Simms argues that the search of his car was illegal for three reasons, and that the fruits of the search should have been suppressed. First, he argues that the traffic stop had ended by the time his consent to search was requested (and given), and that only after he had consented, were his license and registration returned to him. Second, he argues that the tracking device was used illegally outside the scope of the warrant, resulting in the BOLO, which contributed to the officers' decision to search his car, and that the fruits of the search must therefore be suppressed. Third, he contends that, after the existence and use of the tracking device came to light, the suppression hearing should have been reopened so that he could cross-examine the officers and impeach their credibility with respect to their testimony about the factual basis for stopping and searching his vehicle.
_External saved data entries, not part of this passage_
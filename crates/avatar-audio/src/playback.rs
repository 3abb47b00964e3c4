//! Playback session clock
//!
//! One session represents one play-through of one synthesized utterance.
//! The lip-sync task advances the clock each frame and reads the current
//! analysis window from it; pausing or reaching the end flips the session
//! over, which is the lip-sync stop condition.

use std::sync::Arc;

use parking_lot::Mutex;

use crate::wav::AudioBuffer;

#[derive(Debug, Clone, Copy, PartialEq, Eq)]
enum State {
    Playing,
    Paused,
    Ended,
}

struct Position {
    secs: f32,
    state: State,
}

/// Clock over one decoded utterance.
pub struct PlaybackSession {
    buffer: Arc<AudioBuffer>,
    position: Mutex<Position>,
}

impl PlaybackSession {
    /// Begin playing `buffer` from the start.
    pub fn start(buffer: AudioBuffer) -> Arc<Self> {
        Arc::new(Self {
            buffer: Arc::new(buffer),
            position: Mutex::new(Position { secs: 0.0, state: State::Playing }),
        })
    }

    /// Advance the clock by `dt` seconds while playing.
    pub fn advance(&self, dt: f32) {
        let mut pos = self.position.lock();
        if pos.state != State::Playing {
            return;
        }
        pos.secs += dt;
        if pos.secs >= self.buffer.duration_secs() {
            pos.secs = self.buffer.duration_secs();
            pos.state = State::Ended;
        }
    }

    pub fn pause(&self) {
        let mut pos = self.position.lock();
        if pos.state == State::Playing {
            pos.state = State::Paused;
        }
    }

    pub fn resume(&self) {
        let mut pos = self.position.lock();
        if pos.state == State::Paused {
            pos.state = State::Playing;
        }
    }

    /// True once the session is paused or has reached the end of the
    /// utterance.
    pub fn is_over(&self) -> bool {
        self.position.lock().state != State::Playing
    }

    pub fn position_secs(&self) -> f32 {
        self.position.lock().secs
    }

    pub fn duration_secs(&self) -> f32 {
        self.buffer.duration_secs()
    }

    /// The `len` most recent samples at the current position.
    pub fn window(&self, len: usize) -> Vec<f32> {
        let at = self.position.lock().secs;
        self.buffer.window(at, len)
    }
}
Simms argues that his consent to the search was given only after the traffic stop had ended (or should have ended), and that his consent was therefore invalid. Thus, if Simms' consent was obtained as the result of an illegal detention, the search was invalid. See Ohio v. Robinette, 519 U.S. 33, 51, 117 S.Ct. 417, 136 L.Ed.2d 347 (1996) (“Because [the defendant's] consent to the search was the product of an unlawful detention, ‘the consent was tainted by the illegality and was ineffective to justify the search.’ ”) (quoting Florida v. Royer, 460 U.S. 491, 507-08, 103 S.Ct. 1319, 75 L.Ed.2d 229 (1983)). Ordinarily, when a citation or warning has been issued and all record checks have been completed and come back clean, the legitimate investigative purpose of the traffic stop is fulfilled, and the driver's license and other documents should be returned. See United States v. Jones, 269 F.3d 919, 925 (8th Cir.2001) (“After Trooper DeWitt had completed this initial investigation and determined that Jones was neither tired nor intoxicated, that his license and registration were valid, and that there were no outstanding warrants for his arrest, then the legitimate investigative purposes of the traffic stop were completed.”). For a Terry stop to be valid, “the Fourth Amendment intrusion ‘must be temporary and last no longer than is necessary to effectuate the purpose of the stop’ and ․ the officer should employ the least intrusive means available to dispel the officer's suspicion in a timely fashion.” Id. at 924 (quoting Royer, 460 U.S. at 500, 103 S.Ct. 1319). If a traffic stop is unjustifiably prolonged past the point when a driver's documents should have been returned, it may be found to have ended at the point when the documents should have been returned, and not when they were actually returned. See United States v. $404,905.00 in United States Currency, 182 F.3d 643, 649 (8th Cir.1999). However, we have held that “an officer may prolong a traffic stop if he has articulable suspicion of other illegal activity.” United States v. Boyce, 351 F.3d 1102, 1106 (11th Cir.2003) (internal citation omitted).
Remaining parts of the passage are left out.